◆ **Information shown**:
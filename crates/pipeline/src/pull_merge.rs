//! PullMerge - k-way merge over pull-based sources
//!
//! Holds one pending head block per input and hands out the least of them
//! on every pull, so memory stays at one block per input and nothing runs
//! ahead of the slowest source.
//!
//! ```text
//! [Source 0] ─┐
//! [Source 1] ─┼──→ min(head) ──→ next()
//! [Source 2] ─┘
//! ```
//!
//! Inputs must already be sorted; a head that compares below the block
//! its source handed out before fails the merge. Equal heads are taken in
//! input order.

use ipmap_protocol::Block;
use ipmap_sources::{Result, Source, SourceError};

#[cfg(test)]
#[path = "pull_merge_test.rs"]
mod tests;

struct Input {
    source: Box<dyn Source>,
    head: Option<Block>,
}

impl Input {
    /// Replace the head with the source's next block, checking order
    fn advance(&mut self, taken: &Block) -> Result<()> {
        self.head = self.source.next()?;
        if let Some(head) = &self.head
            && head < taken
        {
            return Err(SourceError::unsorted(self.source.name(), taken, head));
        }
        Ok(())
    }
}

/// Sorted source merging several sorted sources
pub struct PullMerge {
    name: String,
    inputs: Vec<Input>,
    primed: bool,
}

impl PullMerge {
    /// Create an empty merge
    pub fn new(name: impl Into<String>) -> Self {
        Self {
            name: name.into(),
            inputs: Vec::new(),
            primed: false,
        }
    }

    /// Append an input; ties go to inputs added earlier
    pub fn add_source(&mut self, source: impl Source + 'static) {
        self.inputs.push(Input {
            source: Box::new(source),
            head: None,
        });
    }

    /// Number of inputs
    #[inline]
    pub fn source_count(&self) -> usize {
        self.inputs.len()
    }

    /// Pull the first block of every input
    fn prime(&mut self) -> Result<()> {
        self.primed = true;
        for input in &mut self.inputs {
            input.head = input.source.next()?;
        }
        Ok(())
    }

    /// Index of the input holding the least head
    fn least(&self) -> Option<usize> {
        let mut least: Option<(usize, &Block)> = None;
        for (index, input) in self.inputs.iter().enumerate() {
            let Some(head) = &input.head else {
                continue;
            };
            match least {
                Some((_, current)) if head >= current => {}
                _ => least = Some((index, head)),
            }
        }
        least.map(|(index, _)| index)
    }
}

impl Source for PullMerge {
    fn next(&mut self) -> Result<Option<Block>> {
        if !self.primed {
            self.prime()?;
        }

        let Some(index) = self.least() else {
            return Ok(None);
        };
        let input = &mut self.inputs[index];
        let Some(block) = input.head.take() else {
            return Ok(None);
        };
        input.advance(&block)?;
        Ok(Some(block))
    }

    fn name(&self) -> &str {
        &self.name
    }
}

◆ **What to work on**:
After reading the entries, reproduce every one of them exactly.

◆ **Worked solution**:
filename crates/pipeline/src/pull_merge.rs
//! PullMerge - k-way merge over pull-based sources
//!
//! Holds one pending head block per input and hands out the least of them
//! on every pull, so memory stays at one block per input and nothing runs
//! ahead of the slowest source.
//!
//! ```text
//! [Source 0] ─┐
//! [Source 1] ─┼──→ min(head) ──→ next()
//! [Source 2] ─┘
//! ```
//!
//! Inputs must already be sorted; a head that compares below the block
//! its source handed out before fails the merge. Equal heads are taken in
//! input order.

use ipmap_protocol::Block;
use ipmap_sources::{Result, Source, SourceError};

#[cfg(test)]
#[path = "pull_merge_test.rs"]
mod tests;

struct Input {
    source: Box<dyn Source>,
    head: Option<Block>,
}

impl Input {
    /// Replace the head with the source's next block, checking order
    fn advance(&mut self, taken: &Block) -> Result<()> {
        self.head = self.source.next()?;
        if let Some(head) = &self.head
            && head < taken
        {
            return Err(SourceError::unsorted(self.source.name(), taken, head));
        }
        Ok(())
    }
}

/// Sorted source merging several sorted sources
pub struct PullMerge {
    name: String,
    inputs: Vec<Input>,
    primed: bool,
}

impl PullMerge {
    /// Create an empty merge
    pub fn new(name: impl Into<String>) -> Self {
        Self {
            name: name.into(),
            inputs: Vec::new(),
            primed: false,
        }
    }

    /// Append an input; ties go to inputs added earlier
    pub fn add_source(&mut self, source: impl Source + 'static) {
        self.inputs.push(Input {
            source: Box::new(source),
            head: None,
        });
    }

    /// Number of inputs
    #[inline]
    pub fn source_count(&self) -> usize {
        self.inputs.len()
    }

    /// Pull the first block of every input
    fn prime(&mut self) -> Result<()> {
        self.primed = true;
        for input in &mut self.inputs {
            input.head = input.source.next()?;
        }
        Ok(())
    }

    /// Index of the input holding the least head
    fn least(&self) -> Option<usize> {
        let mut least: Option<(usize, &Block)> = None;
        for (index, input) in self.inputs.iter().enumerate() {
            let Some(head) = &input.head else {
                continue;
            };
            match least {
                Some((_, current)) if head >= current => {}
                _ => least = Some((index, head)),
            }
        }
        least.map(|(index, _)| index)
    }
}

impl Source for PullMerge {
    fn next(&mut self) -> Result<Option<Block>> {
        if !self.primed {
            self.prime()?;
        }

        let Some(index) = self.least() else {
            return Ok(None);
        };
        let input = &mut self.inputs[index];
        let Some(block) = input.head.take() else {
            return Ok(None);
        };
        input.advance(&block)?;
        Ok(Some(block))
    }

    fn name(&self) -> &str {
        &self.name
    }
}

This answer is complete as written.